Bruno Casano 28. February 2011, 18:44

Is the UI accelerated too, like the 2008 demo (back and forward effects, etc.)

webtax 28. February 2011, 18:52

ati tray tools OSD working in opera xp32 ati hd4850



up
ill report back with nvidia and intel

chadsort 28. February 2011, 18:53

Several issues here:
1.) UI artifacts on tabs, menus and tab previews
2.) Font artifacts
3.) Horribly slow on IE9 tests
4.) Smooth scrolling is extremely choppy
5.) Typing username/password into forms is VERY slow
6.) Speed dial layout is messed up (returns into a default of 9 entries)
7.) Entire UI is just non responsive

Windows 7 32 bit ATI HD4850 Catalyst 11.2 (latest)

cousin333 28. February 2011, 18:58

I've already found two people, who run it just fine. smile Both of them uses 5xxx series ATI GPU with Catalyst 11.2 and Win7 64(!)bit...

Haavard 28. February 2011, 19:00

Originally posted by chadsort:

Several issues here:

Yes, it's a Labs build.

Originally posted by chadsort:

Horribly slow on IE9 tests

I haven't been able to try IE9 yet, but it's faster than Firefox 4 beta 12 on the tests I gave a quick try.

Originally posted by chadsort:

Speed dial layout is messed up (returns into a default of 9 entries)

Yes, again, this is a Labs build.

alex 28. February 2011, 19:02

Originally posted by chadsort:

Speed dial layout is messed up (returns into a default of 9 entries)

Yes, again, this is a Labs build.

Remco Lanting 28. February 2011, 19:09

Since this is a windows only release, I installed it in crossover games (wine). And to my surprise, it works! I can't wait for the native release bigsmile

Erik Haubold 28. February 2011, 19:10

no problems here with win7 32bits, geforce 9600gt and driver which got installed by windows through windows-update.
(windows tells me something about version 8.17.12.5896 from 9.7.2010)

Baldric 28. February 2011, 19:13

I can't install this build sad
The installer give this error after extracting: "Error initializing Opera: module 10 (locale)"

win 7 64 bit, Ati Radeon X1650

Krio Lyth 28. February 2011, 19:17

Well, there's definitely overdraws and jitter (when hovering tabs for thumbnails), "download complete" popup struggles for resources with the demo page, letter "m" is overlapped by the next letter here in the reply box...but it works! Great job!

Win XP 64bit, NVidia GTX 285, driver 258.96, OpenGL backend.

serious 28. February 2011, 19:29

So ... when can we expect a build with both Ragnarök and OpenGL? bigsmile
Also: is SVG & Canvas also accellerated with this (at least in theory) or not?

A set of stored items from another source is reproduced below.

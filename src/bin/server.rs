//! Agent Echo server binary.
//!
//! Loads configuration, wires the generation client, feed state, scheduler
//! and HTTP API together, and runs until interrupted.

use std::sync::Arc;

use tokio::sync::{RwLock, mpsc};
use tokio_util::sync::CancellationToken;
use tracing::{info, warn};

use agent_echo::auth::TelegramAuthService;
use agent_echo::auth::wallet::WalletService;
use agent_echo::config::EchoConfig;
use agent_echo::feed::{AgentCreator, AgentRegistry, FeedScheduler, FeedStore};
use agent_echo::generation::{GenerationClient, OpenAiCompatClient};
use agent_echo::server::{ApiServer, AppState};
use agent_echo::storage::UserStore;

#[tokio::main]
async fn main() -> anyhow::Result<()> {
    tracing_subscriber::fmt()
        .with_writer(std::io::stderr)
        .with_env_filter(
            tracing_subscriber::EnvFilter::try_from_default_env()
                .unwrap_or_else(|_| tracing_subscriber::EnvFilter::new("info")),
        )
        .init();

    let config = load_config();

    let client: Arc<dyn GenerationClient> = Arc::new(OpenAiCompatClient::new(&config.generation)?);
    let registry = Arc::new(RwLock::new(AgentRegistry::new()));
    let feed = Arc::new(RwLock::new(FeedStore::new()));

    let creator = Arc::new(AgentCreator::new(
        Arc::clone(&registry),
        Arc::clone(&feed),
        Arc::clone(&client),
        &config.feed,
    ));

    let (notice_tx, mut notice_rx) = mpsc::unbounded_channel();
    let scheduler = Arc::new(
        FeedScheduler::new(
            Arc::clone(&registry),
            Arc::clone(&feed),
            Arc::clone(&client),
            &config.feed,
        )
        .with_notices(notice_tx),
    );

    // Surface per-agent generation failures as log warnings.
    tokio::spawn(async move {
        while let Some(notice) = notice_rx.recv().await {
            warn!("feed notice: {notice:?}");
        }
    });

    let auth = match config
        .auth
        .bot_token
        .resolve()
        .ok()
        .flatten()
        .map(TelegramAuthService::new)
    {
        Some(Ok(service)) => Some(Arc::new(service)),
        Some(Err(e)) => {
            warn!("auth disabled: {e}");
            None
        }
        None => {
            warn!("auth disabled: no Telegram bot token configured");
            None
        }
    };
    let wallets = Arc::new(WalletService::new(config.storage.wallets_dir()));
    let users = Arc::new(UserStore::new(config.storage.users_dir()));

    let state = AppState {
        registry,
        feed,
        creator,
        scheduler: Arc::clone(&scheduler),
        auth,
        wallets,
        users,
    };

    let server = ApiServer::start(state, &config.server).await?;
    info!("agent-echo ready on port {}", server.port());

    let shutdown = CancellationToken::new();
    let scheduler_handle = scheduler.run(shutdown.clone());

    tokio::signal::ctrl_c().await?;
    info!("shutting down");

    // Stop future cycles; an in-flight cycle settles before the task exits.
    shutdown.cancel();
    let _ = scheduler_handle.await;
    server.shutdown();

    Ok(())
}

/// Load config from the default path, falling back to defaults when the
/// file does not exist.
fn load_config() -> EchoConfig {
    let path = EchoConfig::default_config_path();
    match EchoConfig::from_file(&path) {
        Ok(config) => {
            info!("loaded config from {}", path.display());
            config
        }
        Err(e) => {
            info!("using default config ({e})");
            EchoConfig::default()
        }
    }
}
//! End-to-end API tests over a bound listener.
//!
//! Full wiring: a wiremock-backed generation client, temp-dir flat-file
//! storage, and the real axum server on an auto-assigned port.

#![allow(clippy::unwrap_used, clippy::expect_used, clippy::panic)]

use std::sync::Arc;

use serde_json::json;
use tokio::sync::RwLock;
use wiremock::matchers::{method, path};
use wiremock::{Mock, MockServer, ResponseTemplate};

use agent_echo::auth::TelegramAuthService;
use agent_echo::auth::wallet::WalletService;
use agent_echo::config::{EchoConfig, GenerationConfig, SecretRef, ServerConfig};
use agent_echo::feed::{AgentCreator, AgentRegistry, FeedScheduler, FeedStore};
use agent_echo::generation::{GenerationClient, OpenAiCompatClient};
use agent_echo::server::{ApiServer, AppState};
use agent_echo::storage::UserStore;

struct TestHarness {
    server: ApiServer,
    provider: MockServer,
    data_dir: tempfile::TempDir,
    http: reqwest::Client,
}

impl TestHarness {
    async fn start() -> Self {
        let provider = MockServer::start().await;
        let data_dir = tempfile::tempdir().unwrap();
        let config = EchoConfig {
            generation: GenerationConfig {
                api_url: provider.uri(),
                api_model: "test-model".to_owned(),
                api_key: SecretRef::None,
                timeout_secs: 5,
                ..GenerationConfig::default()
            },
            server: ServerConfig {
                host: "127.0.0.1".to_owned(),
                port: 0,
            },
            ..EchoConfig::default()
        };

        let client: Arc<dyn GenerationClient> =
            Arc::new(OpenAiCompatClient::new(&config.generation).unwrap());
        let registry = Arc::new(RwLock::new(AgentRegistry::new()));
        let feed = Arc::new(RwLock::new(FeedStore::new()));

        let state = AppState {
            registry: Arc::clone(&registry),
            feed: Arc::clone(&feed),
            creator: Arc::new(AgentCreator::new(
                Arc::clone(&registry),
                Arc::clone(&feed),
                Arc::clone(&client),
                &config.feed,
            )),
            scheduler: Arc::new(FeedScheduler::new(
                registry,
                feed,
                client,
                &config.feed,
            )),
            auth: Some(Arc::new(TelegramAuthService::new("123456:test-token").unwrap())),
            wallets: Arc::new(WalletService::new(data_dir.path().join("wallets"))),
            users: Arc::new(UserStore::new(data_dir.path().join("users"))),
        };

        let server = ApiServer::start(state, &config.server).await.unwrap();
        Self {
            server,
            provider,
            data_dir,
            http: reqwest::Client::new(),
        }
    }

    fn url(&self, route: &str) -> String {
        format!("http://{}{route}", self.server.addr())
    }

    async fn mock_completion(&self, content: &str) {
        Mock::given(method("POST"))
            .and(path("/v1/chat/completions"))
            .respond_with(ResponseTemplate::new(200).set_body_json(json!({
                "choices": [{
                    "index": 0,
                    "message": { "role": "assistant", "content": content },
                    "finish_reason": "stop"
                }]
            })))
            .mount(&self.provider)
            .await;
    }
}

#[tokio::test]
async fn create_agent_then_generate_grows_the_feed() {
    let harness = TestHarness::start().await;
    harness.mock_completion("generated text").await;

    let response = harness
        .http
        .post(harness.url("/api/agents"))
        .json(&json!({ "prompt": "A cheerful optimist who loves technology" }))
        .send()
        .await
        .unwrap();
    assert_eq!(response.status(), 201);

    let created: serde_json::Value = response.json().await.unwrap();
    assert_eq!(created["agent"]["description"], "generated text");
    assert!(created["post"]["id"].as_str().unwrap().starts_with("post-"));

    // The initial post is in the feed.
    let feed: serde_json::Value = harness
        .http
        .get(harness.url("/api/feed"))
        .send()
        .await
        .unwrap()
        .json()
        .await
        .unwrap();
    assert_eq!(feed.as_array().unwrap().len(), 1);

    // Manual trigger adds one post per registered agent.
    let generated: serde_json::Value = harness
        .http
        .post(harness.url("/api/feed/generate"))
        .send()
        .await
        .unwrap()
        .json()
        .await
        .unwrap();
    assert_eq!(generated["triggered"], true);
    assert_eq!(generated["posts_added"], 1);

    let feed: serde_json::Value = harness
        .http
        .get(harness.url("/api/feed"))
        .send()
        .await
        .unwrap()
        .json()
        .await
        .unwrap();
    assert_eq!(feed.as_array().unwrap().len(), 2);

    let agents: serde_json::Value = harness
        .http
        .get(harness.url("/api/agents"))
        .send()
        .await
        .unwrap()
        .json()
        .await
        .unwrap();
    assert_eq!(agents.as_array().unwrap().len(), 1);
}

#[tokio::test]
async fn short_prompt_is_rejected_with_400() {
    let harness = TestHarness::start().await;

    let response = harness
        .http
        .post(harness.url("/api/agents"))
        .json(&json!({ "prompt": "too short" }))
        .send()
        .await
        .unwrap();
    assert_eq!(response.status(), 400);

    let body: serde_json::Value = response.json().await.unwrap();
    assert_eq!(body["error"]["type"], "invalid_request_error");
}

#[tokio::test]
async fn provider_failure_maps_to_bad_gateway() {
    let harness = TestHarness::start().await;
    Mock::given(method("POST"))
        .and(path("/v1/chat/completions"))
        .respond_with(ResponseTemplate::new(500))
        .mount(&harness.provider)
        .await;

    let response = harness
        .http
        .post(harness.url("/api/agents"))
        .json(&json!({ "prompt": "A cheerful optimist who loves technology" }))
        .send()
        .await
        .unwrap();
    assert_eq!(response.status(), 502);
}

#[tokio::test]
async fn generate_without_agents_reports_untriggered() {
    let harness = TestHarness::start().await;

    let generated: serde_json::Value = harness
        .http
        .post(harness.url("/api/feed/generate"))
        .send()
        .await
        .unwrap()
        .json()
        .await
        .unwrap();
    assert_eq!(generated["triggered"], false);
    assert_eq!(generated["posts_added"], 0);
}

#[tokio::test]
async fn telegram_auth_persists_user_and_redacts_private_key() {
    let harness = TestHarness::start().await;

    let response = harness
        .http
        .post(harness.url("/api/auth/telegram"))
        .json(&json!({ "phone_number": "+1 (555) 867-5309" }))
        .send()
        .await
        .unwrap();
    assert_eq!(response.status(), 200);

    let body: serde_json::Value = response.json().await.unwrap();
    assert_eq!(body["success"], true);
    assert!(body["session"].as_str().unwrap().starts_with("session_"));
    assert!(body["session"].as_str().unwrap().ends_with("_15558675309"));
    assert!(body["wallet"]["public_key"].is_string());
    assert!(body["wallet"].get("private_key").is_none());

    // User record and wallet file were written.
    let users: Vec<_> = std::fs::read_dir(harness.data_dir.path().join("users"))
        .unwrap()
        .collect();
    assert_eq!(users.len(), 1);
    let wallets: Vec<_> = std::fs::read_dir(harness.data_dir.path().join("wallets"))
        .unwrap()
        .collect();
    assert_eq!(wallets.len(), 1);
}

#[tokio::test]
async fn digitless_phone_number_is_rejected() {
    let harness = TestHarness::start().await;

    let response = harness
        .http
        .post(harness.url("/api/auth/telegram"))
        .json(&json!({ "phone_number": "not a phone" }))
        .send()
        .await
        .unwrap();
    assert_eq!(response.status(), 400);
}

#[tokio::test]
async fn storage_routes_round_trip() {
    let harness = TestHarness::start().await;

    let user = json!({
        "telegram": { "id": 777, "phone_number": "+15550001" },
        "wallet": {
            "public_key": "ab",
            "private_key": "cd",
            "created_at": "2026-01-01T00:00:00Z"
        },
        "session_token": "session_1_15550001"
    });

    // Upsert.
    let response = harness
        .http
        .post(harness.url("/api/storage"))
        .json(&user)
        .send()
        .await
        .unwrap();
    assert_eq!(response.status(), 200);

    // Fetch by ID; save stamped updated_at.
    let fetched: serde_json::Value = harness
        .http
        .get(harness.url("/api/storage?id=777"))
        .send()
        .await
        .unwrap()
        .json()
        .await
        .unwrap();
    assert_eq!(fetched["telegram"]["id"], 777);
    assert!(fetched["updated_at"].is_string());

    // List all.
    let all: serde_json::Value = harness
        .http
        .get(harness.url("/api/storage"))
        .send()
        .await
        .unwrap()
        .json()
        .await
        .unwrap();
    assert_eq!(all.as_array().unwrap().len(), 1);

    // Delete, then the record is gone.
    let response = harness
        .http
        .delete(harness.url("/api/storage?id=777"))
        .send()
        .await
        .unwrap();
    assert_eq!(response.status(), 200);

    let response = harness
        .http
        .get(harness.url("/api/storage?id=777"))
        .send()
        .await
        .unwrap();
    assert_eq!(response.status(), 404);

    let response = harness
        .http
        .delete(harness.url("/api/storage?id=777"))
        .send()
        .await
        .unwrap();
    assert_eq!(response.status(), 404);
}

#[tokio::test]
async fn storage_delete_requires_an_id() {
    let harness = TestHarness::start().await;

    let response = harness
        .http
        .delete(harness.url("/api/storage"))
        .send()
        .await
        .unwrap();
    assert_eq!(response.status(), 400);

    let response = harness
        .http
        .delete(harness.url("/api/storage?id=not-a-number"))
        .send()
        .await
        .unwrap();
    assert_eq!(response.status(), 400);
}
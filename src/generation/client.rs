//! Generation client trait and the OpenAI-compatible HTTP implementation.
//!
//! The trait is the seam between the feed machinery and the hosted model:
//! the scheduler and the agent-creation path only ever see
//! [`GenerationClient`], so tests can substitute a scripted client and the
//! binary injects a single shared [`OpenAiCompatClient`].

use async_trait::async_trait;
use chrono::{DateTime, Utc};
use serde::Deserialize;
use tracing::debug;

use crate::config::GenerationConfig;
use crate::error::{EchoError, Result};
use crate::generation::prompts;

/// A generated post candidate: content plus the generation timestamp.
///
/// The timestamp is stamped when the generation completes and becomes the
/// post's sole sort key.
#[derive(Debug, Clone)]
pub struct PostDraft {
    /// Generated post text.
    pub content: String,
    /// Generation completion time.
    pub timestamp: DateTime<Utc>,
}

/// Trait for persona/post generation backends.
#[async_trait]
pub trait GenerationClient: Send + Sync {
    /// Turn a free-text user prompt into a persona description.
    async fn create_persona(&self, prompt: &str) -> Result<String>;

    /// Generate one short post for the given persona description.
    async fn generate_post(&self, agent_prompt: &str) -> Result<PostDraft>;
}

// ---------------------------------------------------------------------------
// OpenAI-compatible implementation
// ---------------------------------------------------------------------------

/// Minimal chat completion response shape.
///
/// Only the fields the client reads are deserialized.
#[derive(Debug, Deserialize)]
struct ChatCompletionResponse {
    #[serde(default)]
    choices: Vec<Choice>,
}

#[derive(Debug, Deserialize)]
struct Choice {
    message: ChoiceMessage,
}

#[derive(Debug, Deserialize)]
struct ChoiceMessage {
    #[serde(default)]
    content: Option<String>,
}

/// Generation client backed by an OpenAI-compatible chat completions API.
pub struct OpenAiCompatClient {
    http: reqwest::Client,
    base_url: String,
    model: String,
    api_key: String,
    max_tokens: u32,
    temperature: f64,
}

impl OpenAiCompatClient {
    /// Create a client from the generation config section.
    ///
    /// The per-request timeout from the config is applied to every call,
    /// bounding worst-case cycle latency.
    ///
    /// # Errors
    ///
    /// Returns an error if the API key reference cannot be resolved or the
    /// HTTP client cannot be constructed.
    pub fn new(config: &GenerationConfig) -> Result<Self> {
        let api_key = config.api_key.resolve_or_empty()?;
        let http = reqwest::Client::builder()
            .timeout(std::time::Duration::from_secs(config.timeout_secs))
            .build()
            .map_err(|e| EchoError::Generation(format!("HTTP client build failed: {e}")))?;

        Ok(Self {
            http,
            base_url: config.api_url.clone(),
            model: config.api_model.clone(),
            api_key,
            max_tokens: config.max_tokens,
            temperature: config.temperature,
        })
    }

    /// Issue one non-streaming completion and return the assistant text.
    async fn complete(&self, system: &str, user: &str) -> Result<String> {
        let url = completions_url(&self.base_url);
        let body = serde_json::json!({
            "model": self.model,
            "messages": [
                { "role": "system", "content": system },
                { "role": "user", "content": user },
            ],
            "max_tokens": self.max_tokens,
            "temperature": self.temperature,
        });

        let mut request = self.http.post(&url).json(&body);
        if !self.api_key.is_empty() {
            request = request.bearer_auth(&self.api_key);
        }

        let response = request
            .send()
            .await
            .map_err(|e| EchoError::Generation(format!("completion request failed: {e}")))?;

        let status = response.status();
        if !status.is_success() {
            let detail = response.text().await.unwrap_or_default();
            return Err(EchoError::Generation(format!(
                "provider returned {status}: {}",
                truncate(&detail, 200)
            )));
        }

        let completion: ChatCompletionResponse = response
            .json()
            .await
            .map_err(|e| EchoError::Generation(format!("invalid completion body: {e}")))?;

        // Empty or missing content is treated the same as a request failure.
        let text = completion
            .choices
            .first()
            .and_then(|c| c.message.content.as_deref())
            .map(str::trim)
            .unwrap_or_default();

        if text.is_empty() {
            return Err(EchoError::Generation(
                "provider returned empty completion".to_owned(),
            ));
        }

        Ok(text.to_owned())
    }
}

#[async_trait]
impl GenerationClient for OpenAiCompatClient {
    async fn create_persona(&self, prompt: &str) -> Result<String> {
        debug!("creating persona from prompt ({} chars)", prompt.len());
        self.complete(
            prompts::PERSONA_SYSTEM_PROMPT,
            &prompts::persona_request(prompt),
        )
        .await
    }

    async fn generate_post(&self, agent_prompt: &str) -> Result<PostDraft> {
        let content = self
            .complete(prompts::POST_SYSTEM_PROMPT, &prompts::post_request(agent_prompt))
            .await?;
        Ok(PostDraft {
            content,
            timestamp: Utc::now(),
        })
    }
}

/// Build the completions endpoint URL from a configured base.
///
/// Accepts bases with or without a trailing `/v1` or slash.
fn completions_url(base_url: &str) -> String {
    let base = base_url.strip_suffix("/v1").unwrap_or(base_url);
    let base = base.trim_end_matches('/');
    format!("{base}/v1/chat/completions")
}

fn truncate(text: &str, max: usize) -> &str {
    match text.char_indices().nth(max) {
        Some((idx, _)) => &text[..idx],
        None => text,
    }
}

sleepyhead 28. February 2011, 19:34

Win XP
GeForce 6200 TurboCache, driver 266.58 (8. January 2011)
OpenGL Viewer says I have 100% in all up to version 2.1 (all there after still between 0 and 55%)

Yet Opera shows
Vega backend - Software

vrah 28. February 2011, 19:39

One thing noticed right away is, that with bigger page zoom than 100% (i use 150% as default) most background-images tend to repeat instead of just appearing once. Can be seen even on this page - "My Opera" text on top of this page or in opera:about - "O" logo looks very poorly. Dragonfly at 150% looks even more scary wink

Win XP 32bit, Radeon HD4870, newest Catalyst 11.2.
Vega backend: OpenGL

Maxim 28. February 2011, 19:40

page "http://labs.opera.com/news/2011/02/28/" has broken text "opera:about"

confirm?

ATI 4850 Catalyst 11.2

KORraN 28. February 2011, 19:43

I've the newest driver for my Mobility Radeon 9700 (6.14.10.6925, Catalyst 8.591, 25 Feb 2009) which fully supports OpenGL 2.1 and still now HA and WebGL. Any ideas?

BS-Harou 28. February 2011, 19:43

I've got nVidia 6600 GT that has support for OpenGL 2.1.2. I've installed latest driver (266.58). But Opera still uses software backend. Why? cry

(Win XP SP3)

Sam Van den Vonder 28. February 2011, 19:44

Backend doesn't seem to be openGL here, while I can prove that I support the Openness of the GL.

http://i53.tinypic.com/2im9rb9.jpg

Maybe Opera doesn't detect this properly?

Originally posted by BS-Harou:

I've got nVidia 6600 GT that has support for OpenGL 2.1.2. I've installed latest driver (266.58). But Opera still uses software backend. Why? cry

(Win XP SP3)



XFX 6600 GT here (basically the same) and installed the latest driver. Could it be that this happens to all 6600's?

Maybe Windows somehow thinks it knows better and ignores the openGL driver despite it being installed?